Common campfire build confirmed as best

A structure of roughly equal height and width produces hottest flames, calculations show

campfire

HOT STUFF  Heaps of firewood or charcoal that are as tall as they are wide make the hottest fires. Fires built tall or squat burn cooler, new calculations show. 

Eric Dufresne/Wikimedia Commons (CC BY 2.0)

Summer vacations are so close one can almost smell the smoke from marshmallow-toasting campfires, bonfires on the beach, and, of course, classic backyard barbecues. What’s even better: Those imminent holiday blazes may require little thought, according to a new study.

Humans tend to build very efficient fires, perhaps unwittingly, says physicist Adrian Bejan of Duke University.

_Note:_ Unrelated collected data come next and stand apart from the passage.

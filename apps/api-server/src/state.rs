//! Application state - shared across all handlers.

use std::sync::Arc;

use inkwell_core::ports::{
    CommentRepository, ImageStore, PasswordService, PostRepository, UserRepository,
};
use inkwell_core::services::{ContentStore, CredentialStore, SessionManager, UserAdmin};
use inkwell_infra::{
    Argon2PasswordService, FsImageStore, InMemoryCache, InMemoryCommentRepository,
    InMemoryPostRepository, InMemoryUserRepository, JwtTokenService,
};

#[cfg(feature = "postgres")]
use inkwell_infra::database::{
    DatabaseConfig, DatabaseConnections, PostgresCommentRepository, PostgresPostRepository,
    PostgresUserRepository,
};

use crate::config::AppConfig;

/// Shared application state, built once at startup.
#[derive(Clone)]
pub struct AppState {
    pub users: Arc<dyn UserRepository>,
    pub credentials: Arc<CredentialStore>,
    pub content: Arc<ContentStore>,
    pub sessions: Arc<SessionManager>,
    pub admin: Arc<UserAdmin>,
    /// Session registry; purged periodically by a background task.
    pub session_registry: Arc<InMemoryCache>,
    /// Lifetime of the `session` cookie when "remember me" is set.
    pub remember_ttl: std::time::Duration,
}

struct Stores {
    users: Arc<dyn UserRepository>,
    posts: Arc<dyn PostRepository>,
    comments: Arc<dyn CommentRepository>,
}

impl Stores {
    fn in_memory() -> Self {
        Self {
            users: Arc::new(InMemoryUserRepository::new()),
            posts: Arc::new(InMemoryPostRepository::new()),
            comments: Arc::new(InMemoryCommentRepository::new()),
        }
    }

    #[cfg(feature = "postgres")]
    async fn open(config: Option<&DatabaseConfig>) -> Self {
        let Some(config) = config else {
            tracing::warn!("DATABASE_URL not set. Running without database (in-memory mode).");
            return Self::in_memory();
        };

        match DatabaseConnections::init(config).await {
            Ok(connections) => Self {
                users: Arc::new(PostgresUserRepository::new(connections.main.clone())),
                posts: Arc::new(PostgresPostRepository::new(connections.main.clone())),
                comments: Arc::new(PostgresCommentRepository::new(connections.main)),
            },
            Err(e) => {
                tracing::error!(
                    "Failed to connect to database: {}. Using in-memory fallback.",
                    e
                );
                Self::in_memory()
            }
        }
    }
}

impl AppState {
    /// Build the application state with appropriate implementations.
    pub async fn new(config: &AppConfig) -> Self {
        #[cfg(feature = "postgres")]
        let stores = Stores::open(config.database.as_ref()).await;

        #[cfg(not(feature = "postgres"))]
        let stores = {
            tracing::info!("Running without postgres feature - using in-memory store");
            Stores::in_memory()
        };

        let state = Self::assemble(stores, Arc::new(Argon2PasswordService::new()), config);
        tracing::info!("Application state initialized");
        state
    }

    /// State over fresh in-memory stores.
    #[cfg(test)]
    pub fn in_memory(config: &AppConfig, passwords: Arc<dyn PasswordService>) -> Self {
        Self::assemble(Stores::in_memory(), passwords, config)
    }

    fn assemble(stores: Stores, passwords: Arc<dyn PasswordService>, config: &AppConfig) -> Self {
        let images: Arc<dyn ImageStore> = Arc::new(FsImageStore::new(config.media.clone()));
        let tokens = Arc::new(JwtTokenService::new(config.jwt.clone()));
        let session_registry = Arc::new(InMemoryCache::new());

        let credentials = Arc::new(CredentialStore::new(
            stores.users.clone(),
            passwords,
            images.clone(),
        ));
        let content = Arc::new(ContentStore::new(stores.posts, stores.comments, images));
        let sessions = Arc::new(SessionManager::new(
            credentials.clone(),
            stores.users.clone(),
            tokens,
            session_registry.clone(),
            config.session.clone(),
        ));
        let admin = Arc::new(UserAdmin::new(stores.users.clone(), credentials.clone()));

        Self {
            users: stores.users,
            credentials,
            content,
            sessions,
            admin,
            session_registry,
            remember_ttl: config.session.remember_ttl,
        }
    }
}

And he has crunched the numbers to back up that assertion.

Across cultures, countries and eras, people have built fires by piling wood or other fuel in pyramid- or cone-shaped structures that are about as tall as they are wide at the base, Bejan says. Using back-of-the-envelope calculations of how air and heat flow through structures, he argues that fires with those proportions produce the hottest flames for their volume of fuel. Fires that are relatively tall or short compared with their width, lose more of their heat, he says.

The calculations, appearing June 8 in Scientific Reports, suggest no scout handbooks are needed for those leisurely summer blazes.

Editor’s Note: This article was updated on June 17, 2015, to correct the photo credit.